* ACTIVITY *
Copy the data exactly.

* RECORDED INFORMATION *
pub mod descriptor;
pub mod script;
pub mod slurm;
pub mod status;
pub mod utils;
pub mod wait;


use log::{info, warn};
use std::fmt;
use std::fs;
use std::path::{Path, PathBuf};
use thiserror::Error;
use walkdir::WalkDir;

use crate::core::jobs::{
  descriptor::{Dependency, DependencyKind, JobDescriptor},
  script::{Directive, job_directives},
  status::{JobStatuses, STATUS_FORMAT, parse_status_rows},
};

/// Seam over the external batch scheduler tools. Every method returns the
/// raw text printed by the tool.
pub trait Scheduler {
  /// Submit a script file (`sbatch <script>`)
  fn submit(&self, script: &Path) -> Result<String, JobError>;
  /// Submit commands without a script file (`sbatch <flags> --wrap <command>`)
  fn wrap(&self, flags: &[String], command: &str) -> Result<String, JobError>;
  /// Accounting rows for a job (`sacct -j <id> --format <fields>`)
  fn accounting(&self, job_id: &str, fields: &[&str], header: bool) -> Result<String, JobError>;
  /// Live queue listing (`squeue`)
  fn queue(&self) -> Result<String, JobError>;
  /// Block until the queue has room for more submissions
  fn throttle(&self) -> Result<(), JobError> {
    Ok(())
  }
}

#[derive(Error, Debug)]
pub enum JobError {
  #[error("Job name not set")]
  MissingName,
  #[error("Job '{0}' has no command")]
  MissingCommand(String),
  #[error("Invalid Time Format: {0}")]
  InvalidTimeFormat(String),
  #[error("Invalid array: {0}")]
  InvalidArray(String),
  #[error("Invalid value for {0}: control characters are not allowed")]
  InvalidValue(String),
  #[error("No email address to notify")]
  MissingEmail,
  #[error("IO Error: {0}")]
  IoError(#[from] std::io::Error),
  #[error("Job Spawn: {0}")]
  SpawnError(String),
  #[error("Job Execution: {0}")]
  ExecutionFailed(String),
}

/// Identifier assigned by the scheduler on submission
#[derive(Debug, Clone, PartialEq, Eq, Hash)]
pub struct JobHandle(String);

impl JobHandle {
  pub fn new(id: impl Into<String>) -> Self {
    JobHandle(id.into())
  }

  pub fn as_str(&self) -> &str {
    &self.0
  }
}

impl fmt::Display for JobHandle {
  fn fmt(&self, f: &mut fmt::Formatter<'_>) -> fmt::Result {
    f.write_str(&self.0)
  }
}

/// Extract the job identifier from a `Submitted batch job <id>` acknowledgment
pub fn parse_submission(output: &str) -> Option<JobHandle> {
  let mut tokens = output.split_whitespace();
  if tokens.next()? != "Submitted" {
    return None;
  }
  tokens.last().map(JobHandle::new)
}

/// Submit a rendered script. Returns `None` when the script does not exist or
/// the scheduler does not acknowledge the submission.
pub fn submit_script(
  scheduler: &dyn Scheduler,
  script: &Path,
) -> Result<Option<JobHandle>, JobError> {
  if !script.exists() {
    warn!("{} not found", script.display());
    return Ok(None);
  }
  let output = scheduler.submit(script)?;
  info!("{}", output.trim());

  let handle = parse_submission(&output);
  if handle.is_none() {
    warn!("Submission of {} was not acknowledged", script.display());
  }
  Ok(handle)
}

/// Submit the commands of `job` directly with `--wrap`, without a script file.
/// Array specifications are not supported by this path and are ignored.
pub fn wrap_job(
  scheduler: &dyn Scheduler,
  job: &JobDescriptor,
) -> Result<Option<JobHandle>, JobError> {
  if job.array().is_some() {
    warn!("Ignoring array of job '{}' for a wrapped submission", job.name());
  }

  let mut directives = job_directives(job);
  if let Some(dir) = job.output_directory() {
    if !dir.exists() {
      fs::create_dir_all(dir)?;
    }
    directives.push(Directive {
      key: "output".to_string(),
      value: format!("{}/%x-%j.out", dir.display()),
    });
    directives.push(Directive {
      key: "error".to_string(),
      value: format!("{}/%x-%j.err", dir.display()),
    });
  }
  let flags: Vec<String> = directives.iter().map(Directive::flag).collect();

  let output = scheduler.wrap(&flags, &job.command().join("\n"))?;
  info!("{}", output.trim());
  Ok(parse_submission(&output))
}

/// Submit a job that mails `email` once `handle` ends, whatever its outcome
pub fn notify(
  scheduler: &dyn Scheduler,
  handle: &JobHandle,
  email: Option<&str>,
  account: Option<&str>,
) -> Result<Option<JobHandle>, JobError> {
  let email = email.ok_or(JobError::MissingEmail)?;
  let mut builder = JobDescriptor::builder()
    .name("notify")
    .command("echo done")
    .email(email)
    .dependency(Dependency::new(handle.as_str(), DependencyKind::Any));
  if let Some(account) = account {
    builder = builder.account(account);
  }
  wrap_job(scheduler, &builder.build()?)
}

/// Query the state of every row of `handle`
pub fn job_statuses(
  scheduler: &dyn Scheduler,
  handle: &JobHandle,
) -> Result<JobStatuses, JobError> {
  job_rows(scheduler, handle, &STATUS_FORMAT)
}

/// Query `fields` for `handle`, classifying each row by its `state` column
pub fn job_rows(
  scheduler: &dyn Scheduler,
  handle: &JobHandle,
  fields: &[&str],
) -> Result<JobStatuses, JobError> {
  let output = scheduler.accounting(handle.as_str(), fields, false)?;
  Ok(parse_status_rows(&output, fields))
}

/// Raw accounting table for `handle`, with header
pub fn job_info(
  scheduler: &dyn Scheduler,
  handle: &JobHandle,
  fields: &[&str],
) -> Result<String, JobError> {
  scheduler.accounting(handle.as_str(), fields, true)
}

/// Output and error files written by `handle`, optionally restricted to one extension
pub fn output_files(
  job: &JobDescriptor,
  handle: &JobHandle,
  extension: Option<&str>,
) -> Result<Vec<PathBuf>, JobError> {
  let (dir, prefix) = match job.output_directory() {
    Some(dir) => (dir.to_path_buf(), format!("{}-{}", job.name(), handle)),
    None => (PathBuf::from("."), format!("slurm-{}", handle)),
  };
  if !dir.is_dir() {
    return Ok(Vec::new());
  }

  let mut files = Vec::new();
  for entry in WalkDir::new(&dir).min_depth(1).max_depth(1) {
    let entry = entry.map_err(|e| JobError::IoError(e.into()))?;
    let name = entry.file_name().to_string_lossy();
    if !entry.file_type().is_file() || !name.starts_with(&prefix) || !name.contains('.') {
      continue;
    }
    if let Some(ext) = extension {
      if !name.ends_with(&format!(".{}", ext)) {
        continue;
      }
    }
    files.push(entry.path().to_path_buf());
  }
  files.sort();
  Ok(files)
}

* ANSWER SECTION *
pub mod descriptor;
pub mod script;
pub mod slurm;
pub mod status;
pub mod utils;
pub mod wait;


use log::{info, warn};
use std::fmt;
use std::fs;
use std::path::{Path, PathBuf};
use thiserror::Error;
use walkdir::WalkDir;

use crate::core::jobs::{
  descriptor::{Dependency, DependencyKind, JobDescriptor},
  script::{Directive, job_directives},
  status::{JobStatuses, STATUS_FORMAT, parse_status_rows},
};

/// Seam over the external batch scheduler tools. Every method returns the
/// raw text printed by the tool.
pub trait Scheduler {
  /// Submit a script file (`sbatch <script>`)
  fn submit(&self, script: &Path) -> Result<String, JobError>;
  /// Submit commands without a script file (`sbatch <flags> --wrap <command>`)
  fn wrap(&self, flags: &[String], command: &str) -> Result<String, JobError>;
  /// Accounting rows for a job (`sacct -j <id> --format <fields>`)
  fn accounting(&self, job_id: &str, fields: &[&str], header: bool) -> Result<String, JobError>;
  /// Live queue listing (`squeue`)
  fn queue(&self) -> Result<String, JobError>;
  /// Block until the queue has room for more submissions
  fn throttle(&self) -> Result<(), JobError> {
    Ok(())
  }
}

#[derive(Error, Debug)]
pub enum JobError {
  #[error("Job name not set")]
  MissingName,
  #[error("Job '{0}' has no command")]
  MissingCommand(String),
  #[error("Invalid Time Format: {0}")]
  InvalidTimeFormat(String),
  #[error("Invalid array: {0}")]
  InvalidArray(String),
  #[error("Invalid value for {0}: control characters are not allowed")]
  InvalidValue(String),
  #[error("No email address to notify")]
  MissingEmail,
  #[error("IO Error: {0}")]
  IoError(#[from] std::io::Error),
  #[error("Job Spawn: {0}")]
  SpawnError(String),
  #[error("Job Execution: {0}")]
  ExecutionFailed(String),
}

/// Identifier assigned by the scheduler on submission
#[derive(Debug, Clone, PartialEq, Eq, Hash)]
pub struct JobHandle(String);

impl JobHandle {
  pub fn new(id: impl Into<String>) -> Self {
    JobHandle(id.into())
  }

  pub fn as_str(&self) -> &str {
    &self.0
  }
}

impl fmt::Display for JobHandle {
  fn fmt(&self, f: &mut fmt::Formatter<'_>) -> fmt::Result {
    f.write_str(&self.0)
  }
}

/// Extract the job identifier from a `Submitted batch job <id>` acknowledgment
pub fn parse_submission(output: &str) -> Option<JobHandle> {
  let mut tokens = output.split_whitespace();
  if tokens.next()? != "Submitted" {
    return None;
  }
  tokens.last().map(JobHandle::new)
}

/// Submit a rendered script. Returns `None` when the script does not exist or
/// the scheduler does not acknowledge the submission.
pub fn submit_script(
  scheduler: &dyn Scheduler,
  script: &Path,
) -> Result<Option<JobHandle>, JobError> {
  if !script.exists() {
    warn!("{} not found", script.display());
    return Ok(None);
  }
  let output = scheduler.submit(script)?;
  info!("{}", output.trim());

  let handle = parse_submission(&output);
  if handle.is_none() {
    warn!("Submission of {} was not acknowledged", script.display());
  }
  Ok(handle)
}

/// Submit the commands of `job` directly with `--wrap`, without a script file.
/// Array specifications are not supported by this path and are ignored.
pub fn wrap_job(
  scheduler: &dyn Scheduler,
  job: &JobDescriptor,
) -> Result<Option<JobHandle>, JobError> {
  if job.array().is_some() {
    warn!("Ignoring array of job '{}' for a wrapped submission", job.name());
  }

  let mut directives = job_directives(job);
  if let Some(dir) = job.output_directory() {
    if !dir.exists() {
      fs::create_dir_all(dir)?;
    }
    directives.push(Directive {
      key: "output".to_string(),
      value: format!("{}/%x-%j.out", dir.display()),
    });
    directives.push(Directive {
      key: "error".to_string(),
      value: format!("{}/%x-%j.err", dir.display()),
    });
  }
  let flags: Vec<String> = directives.iter().map(Directive::flag).collect();

  let output = scheduler.wrap(&flags, &job.command().join("\n"))?;
  info!("{}", output.trim());
  Ok(parse_submission(&output))
}

/// Submit a job that mails `email` once `handle` ends, whatever its outcome
pub fn notify(
  scheduler: &dyn Scheduler,
  handle: &JobHandle,
  email: Option<&str>,
  account: Option<&str>,
) -> Result<Option<JobHandle>, JobError> {
  let email = email.ok_or(JobError::MissingEmail)?;
  let mut builder = JobDescriptor::builder()
    .name("notify")
    .command("echo done")
    .email(email)
    .dependency(Dependency::new(handle.as_str(), DependencyKind::Any));
  if let Some(account) = account {
    builder = builder.account(account);
  }
  wrap_job(scheduler, &builder.build()?)
}

/// Query the state of every row of `handle`
pub fn job_statuses(
  scheduler: &dyn Scheduler,
  handle: &JobHandle,
) -> Result<JobStatuses, JobError> {
  job_rows(scheduler, handle, &STATUS_FORMAT)
}

/// Query `fields` for `handle`, classifying each row by its `state` column
pub fn job_rows(
  scheduler: &dyn Scheduler,
  handle: &JobHandle,
  fields: &[&str],
) -> Result<JobStatuses, JobError> {
  let output = scheduler.accounting(handle.as_str(), fields, false)?;
  Ok(parse_status_rows(&output, fields))
}

/// Raw accounting table for `handle`, with header
pub fn job_info(
  scheduler: &dyn Scheduler,
  handle: &JobHandle,
  fields: &[&str],
) -> Result<String, JobError> {
  scheduler.accounting(handle.as_str(), fields, true)
}

/// Output and error files written by `handle`, optionally restricted to one extension
pub fn output_files(
  job: &JobDescriptor,
  handle: &JobHandle,
  extension: Option<&str>,
) -> Result<Vec<PathBuf>, JobError> {
  let (dir, prefix) = match job.output_directory() {
    Some(dir) => (dir.to_path_buf(), format!("{}-{}", job.name(), handle)),
    None => (PathBuf::from("."), format!("slurm-{}", handle)),
  };
  if !dir.is_dir() {
    return Ok(Vec::new());
  }

  let mut files = Vec::new();
  for entry in WalkDir::new(&dir).min_depth(1).max_depth(1) {
    let entry = entry.map_err(|e| JobError::IoError(e.into()))?;
    let name = entry.file_name().to_string_lossy();
    if !entry.file_type().is_file() || !name.starts_with(&prefix) || !name.contains('.') {
      continue;
    }
    if let Some(ext) = extension {
      if !name.ends_with(&format!(".{}", ext)) {
        continue;
      }
    }
    files.push(entry.path().to_path_buf());
  }
  files.sort();
  Ok(files)
}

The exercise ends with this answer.